Russie : le pouvoir bâillonne les voix des femmes dont les maris sont mobilisés en Ukraine

En Russie, il n'y aura désormais plus aucune manifestation contre la guerre en Ukraine. Les autorités viennent de mettre sous l'éteignoir le dernier mouvement dont elles toléraient encore la liberté d'expression.
Article rédigé par Isabelle Labeyrie
Radio France
Publié
Temps de lecture : 2 min
Le Kremlin, à Moscou, en mars 2024 en Russie. (TATYANA MAKEYEVA / AFP)

Il ne restait plus qu'elles : ces femmes dont les maris, civils, ont été mobilisés à l'automne 2022 pour renforcer l'armée sur le front ukrainien et qui ne sont toujours pas rentrés. Jusqu'au début de l'année 2024, elles étaient encore quelques dizaines à braver leur peur pour se retrouver chaque semaine, œillet rouge à la main, devant la tombe du Soldat inconnu, au pied des murs du Kremlin.

Le nom de leur mouvement : "Le chemin de la maison". Pas question de contester "l'opération spéciale" de Vladimir Poutine au risque de finir en prison. Le simple fait de demander publiquement que leurs hommes soient remplacés par des volontaires est déjà irritant pour le régime. Un acte rarissime et risqué. En février 2024, une série d'arrestations de femmes, mais aussi de journalistes qui couvraient leur rassemblement, les avait contraintes à se faire plus discrètes. Le Kremlin ne voit pas non plus d'un très bon œil la relative popularité du mouvement sur Telegram.

Déclarée "agente de l'étranger", elle doit "retourner dans l'ombre"

Cette fois, ces femmes sont vraiment réduites au silence. Les filatures, les voitures stationnées sous leurs fenêtres, les menaces faites à leurs hommes sur le front ont fini par décourager les plus tenaces. La figure de proue du mouvement, Maria Andreïeva, 34 ans, a quant à elle été labellisée en mai "agente de l'étranger", une formule fourre-tout qui permet aux autorités d'édicter toutes les interdictions possibles et imaginables. Maria Andreïeva, qui est pédiatre, n'a ainsi plus le droit de travailler dans un établissement public. Lundi 5 août 2024, elle annonce sur Telegram qu'elle doit quitter son emploi.
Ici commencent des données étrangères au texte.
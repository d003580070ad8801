use std::sync::Arc;

use super::{ProviderOutcome, SummaryProvider};
use crate::summarize::SummaryOptions;
use crate::Result;

/// On-device summarization capability supplied by the host application.
///
/// Hosts that ship a native summarizer register one when constructing the
/// summarizer; hosts without one leave it unset and this provider is
/// skipped without error or network traffic.
#[async_trait::async_trait]
pub trait HostSummarizer: Send + Sync {
    async fn summarize(&self, text: &str) -> Result<String>;
}

pub struct OnDeviceProvider {
    capability: Option<Arc<dyn HostSummarizer>>,
}

impl OnDeviceProvider {
    pub fn new(capability: Option<Arc<dyn HostSummarizer>>) -> Self {
        Self { capability }
    }
}

#[async_trait::async_trait]
impl SummaryProvider for OnDeviceProvider {
    fn name(&self) -> &'static str {
        "on-device"
    }

    fn probe(&self) -> bool {
        self.capability.is_some()
    }

    async fn attempt(&self, text: &str, _options: &SummaryOptions) -> ProviderOutcome {
        let Some(capability) = &self.capability else {
            return ProviderOutcome::Unavailable;
        };

        match capability.summarize(text).await {
            Ok(summary) if !summary.trim().is_empty() => ProviderOutcome::Summary(summary),
            Ok(_) => {
                tracing::warn!("on-device summarizer returned empty output");
                ProviderOutcome::Unavailable
            }
            Err(e) => {
                tracing::warn!(error = %e, "on-device summarizer failed");
                ProviderOutcome::Unavailable
            }
        }
    }
}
Le lendemain, elle explique qu'elle abandonne son combat : "Je dois retourner dans l'ombre". Le Kremlin a gagné.

La répression des autres voix dissidentes continue. Les récents échanges de prisonniers entre Moscou et l'Occident ne doivent pas faire oublier que le pouvoir s'obstine à mettre le pays sous cloche. Tout ce qui n'est pas dans la ligne du Kremlin est considéré comme hostile. Le 5 août, par exemple, c'est la fondation allemande Konrad Adenauer (qui promeut la démocratie), qui a été déclarée "indésirable" et interdite. Une décision totalement symbolique puisque la fondation n'est même plus présente en Russie.

Débit YouTube ralenti

Les réseaux sociaux sont aussi dans le collimateur des autorités, qui ont considérablement réduit le débit de YouTube. Il faut désormais cinq fois plus de temps qu'avant pour télécharger une vidéo du site américain, dans un pays où Facebook, Twitter et Instagram sont déjà interdits depuis 2022.


La mesure de rétorsion est parfaitement assumée par les députés notamment, qui expliquent que c'est Google qui a commencé, que le moteur de recherche n'aurait pas dû suspendre les chaînes des blogueurs, des journalistes et des artistes pro-Kremlin (dont le chanteur Shaman). Une manifestation, autorisée par le Kremlin cette fois, a eu lieu le 16 juillet 2024 devant l'ambassade américaine à Moscou pour dénoncer la russophobie de Google.